Cats got their literary start in the scriptoriums of medieval monasteries. This relationship can be traced back to an 8th or 9th century poem, Pangur Ban (which means white cat). Supposedly written by an Irish Benedictine monk who worked in the scriptorium of Reichenau Abbey, a German abbey on an island of the same name, the author compares his scholarly pursuits with the cat’s activities of chasing mice.
“I and Pangur Ban my cat,
‘Tis a like task we are at:
Hunting mice is his delight,
Hunting words I sit all night.”
That monks and cats formed close bonds should come as no surprise. Mice and rats lived in the scriptoriums feasting on the precious, hand-copied manuscripts. Cats, on the other hand, feasted on the rodents. Scriptoriums were also solitary places, so this companionship between kitties and monks made a whole lot of sense even though monks ran the risk of kitties stepping in the ink jars and walking across the manuscript leaving their paw prints. Proof of ink-soaked paws are shown in the illustration (right), a medieval manuscript that a researcher recently discovered when going through manuscripts in Dubrovnik, Croatia. This habit exists to this day and age: cats now walk across the computer keyboard.

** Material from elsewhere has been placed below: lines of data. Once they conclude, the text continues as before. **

/// API route modules
pub mod health;
pub mod users;

use crate::state::AppState;
use axum::{
    routing::{delete, get},
    Router,
};
use tower_http::{
    cors::CorsLayer,
    trace::{DefaultMakeSpan, TraceLayer},
};

/// Build the full HTTP surface over `app_state`
pub fn create_router(app_state: AppState) -> Router {
    Router::new()
        .route("/", get(health::health))
        .route("/users", get(users::list_users).post(users::create_user))
        .route("/users/:id", delete(users::delete_user))
        .layer(
            TraceLayer::new_for_http()
                .make_span_with(DefaultMakeSpan::default().include_headers(true)),
        )
        .layer(CorsLayer::permissive())
        .with_state(app_state)
}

Many 20th century writers turned to cats as their favorite muse. Ernest Hemingway was famous for his numerous polydactyl cats, the descendants of which exist to this day at his house/museum in Florida. Poets William Carlos Williams and Randall Jarrell (“The cat’s asleep; I whisper “kitten” Till he stirs a little and begins to purr–) kept cats, as did the existentialists, Albert Camus and Jean-Paul Sartre. (It looks like the kitty is dictating to Sartre the copy of Being and Nothingness, which Sartre claimed to have authored). The beat writer, Jack Kerouac, adored his ginger Persian, “Tyke,” and compared the death of Tyke to the death of his little brother. William Burroughs had cats all his life and seemed to love them as much as he loved illicit drugs.

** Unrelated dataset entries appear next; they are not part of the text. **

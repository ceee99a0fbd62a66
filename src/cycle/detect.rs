//! Cycle detection and prefix extraction.
//!
//! # Algorithm
//!
//! The detector walks the sequence once, sorting every element into one of
//! two membership sets:
//!
//! 1. an element seen for the first time goes into `seen_once`;
//! 2. an element already in `seen_once` is seen for the second time: it goes
//!    into `seen_twice` and is appended to the output;
//! 3. an element already in `seen_twice` ends the walk.
//!
//! Prefix elements are never seen twice, so the output holds exactly the
//! loop's elements, in the order they were revisited. The walk costs O(n)
//! time and O(n) space for n = prefix length + cycle length, and needs
//! nothing from the element type besides equality and set membership.
//!
//! # Termination
//!
//! Every function here returns only once the sequence has started repeating.
//! If the orbit of the seed never cycles, the call does not return.
//!
//! # Examples
//!
//! ```rust
//! use cyclefind::cycle::{Cycle, find, prefix};
//!
//! let step = |x: &u32| x % 3;
//! assert_eq!(find(step, 10), Cycle::singleton(1));
//! assert_eq!(prefix(step, 10), vec![10]);
//! ```

use std::collections::BTreeSet;
use std::hash::Hash;

use super::value::Cycle;
use super::visited::{HashedVisited, VisitedSet};
use crate::sequence::{take_before, unfold};

/// Finds the loop of the sequence `seed, step(&seed), ...` using hashed
/// membership sets.
///
/// The returned cycle starts at the first element observed twice. Compare
/// it with other cycles through rotation-invariant equality rather than by
/// its starting element.
///
/// The call does not return if the sequence never cycles.
///
/// # Examples
///
/// ```rust
/// use cyclefind::cycle::{Cycle, find};
///
/// let cycle = find(|x: &u32| (x + 1) % 5, 0);
/// assert_eq!(cycle.len(), 5);
/// assert_eq!(cycle, Cycle::try_from(vec![0, 1, 2, 3, 4]).unwrap());
/// ```
pub fn find<T, F>(step: F, seed: T) -> Cycle<T>
where
    T: Clone + Eq + Hash,
    F: Fn(&T) -> T,
{
    find_with::<HashedVisited<T>, T, F>(step, seed)
}

/// Finds the loop of the sequence using ordered membership sets.
///
/// Equivalent to [`find`] for element types that are [`Ord`] but not
/// [`Hash`].
///
/// # Examples
///
/// ```rust
/// use cyclefind::cycle::{Cycle, find_ordered};
///
/// let cycle = find_ordered(|x: &u32| x * x % 7, 2);
/// assert_eq!(cycle, Cycle::try_from(vec![4, 2]).unwrap());
/// ```
pub fn find_ordered<T, F>(step: F, seed: T) -> Cycle<T>
where
    T: Clone + Ord,
    F: Fn(&T) -> T,
{
    find_with::<BTreeSet<T>, T, F>(step, seed)
}

/// Finds the loop of the sequence using the membership set `S`.
///
/// # Examples
///
/// ```rust
/// use cyclefind::cycle::find_with;
/// use std::collections::HashSet;
///
/// let cycle = find_with::<HashSet<i8>, _, _>(|x: &i8| -x, 3);
/// assert_eq!(cycle.len(), 2);
/// ```
pub fn find_with<S, T, F>(step: F, seed: T) -> Cycle<T>
where
    S: VisitedSet<T> + Default,
    T: Clone + Eq,
    F: Fn(&T) -> T,
{
    let _span = tracing::trace_span!("find_cycle").entered();

    let mut seen_once = S::default();
    let mut seen_twice = S::default();
    let mut elements = Vec::new();

    for element in unfold(step, seed) {
        if seen_twice.contains(&element) {
            // every loop element has now been revisited
            break;
        }
        if seen_once.contains(&element) {
            seen_twice.insert(element.clone());
            elements.push(element);
        } else {
            seen_once.insert(element);
        }
    }

    tracing::debug!(
        visited = seen_once.len(),
        cycle_length = elements.len(),
        "cycle closed"
    );
    Cycle::from_detected(elements)
}

/// Returns the elements of the sequence that precede its loop, using hashed
/// membership sets.
///
/// The result is empty when the seed itself lies on the loop. Runs the
/// detector, then walks the sequence again from the seed until it reaches
/// the first loop element.
///
/// # Examples
///
/// ```rust
/// use cyclefind::cycle::prefix;
///
/// assert_eq!(prefix(|_: &i32| 1, 5), vec![5]);
/// assert!(prefix(|x: &u32| (x + 1) % 5, 0).is_empty());
/// ```
pub fn prefix<T, F>(step: F, seed: T) -> Vec<T>
where
    T: Clone + Eq + Hash,
    F: Fn(&T) -> T,
{
    prefix_with::<HashedVisited<T>, T, F>(step, seed)
}

/// Returns the elements preceding the loop, using ordered membership sets.
///
/// # Examples
///
/// ```rust
/// use cyclefind::cycle::prefix_ordered;
///
/// let tail = prefix_ordered(|x: &u64| if *x > 1 { x / 2 } else { 1 }, 40);
/// assert_eq!(tail, vec![40, 20, 10, 5, 2]);
/// ```
pub fn prefix_ordered<T, F>(step: F, seed: T) -> Vec<T>
where
    T: Clone + Ord,
    F: Fn(&T) -> T,
{
    prefix_with::<BTreeSet<T>, T, F>(step, seed)
}

/// Returns the elements preceding the loop, using the membership set `S`.
pub fn prefix_with<S, T, F>(step: F, seed: T) -> Vec<T>
where
    S: VisitedSet<T> + Default,
    T: Clone + Eq,
    F: Fn(&T) -> T,
{
    let members = cycle_members::<S, T, F>(&step, seed.clone());
    take_before(unfold(step, seed), |element| members.contains(element))
}

/// Detects the loop and collects its elements into a membership set.
pub(super) fn cycle_members<S, T, F>(step: &F, seed: T) -> S
where
    S: VisitedSet<T> + Default,
    T: Clone + Eq,
    F: Fn(&T) -> T,
{
    let mut members = S::default();
    for element in find_with::<S, T, &F>(step, seed) {
        members.insert(element);
    }
    members
}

Mark Twain qualifies as perhaps the most famous writer/cat-lover. He considered cats superior to humans (“If man could be crossed with the cat it would improve man, but it would deteriorate the cat.” – Notebook, 1894) and owned cats all his life.
A 1905 Washington Post article described Twain’s huge bed, where he spent a good deal of time writing. The reporter enumerates the various items on the bed; the books, writing materials, clothes and numerous other objects (“enough to furnish a Harlem flat”).
The reporter continues: “He looks quite happy rising out of the mass, and over all prowls a huge black cat of a very unhappy disposition. She snaps, snarls and claws and bites, and Mark Twain takes his turn with the rest; when she gets tired of tearing up manuscripts, she scratches him and he bears with a patience wonderful to behold.” –interview subtitled “Mark Twain’s Bed,” Washington Post, March 26, 1905, page F12
The most absurd thing in life is how much pleasure I get from TeddyBoy (my cat pictured in top photo). The second most absurd thing is how I lay the burden of muse on TeddyBoy’s furry shoulders, and how well he seems to bear it with nary a care in the world.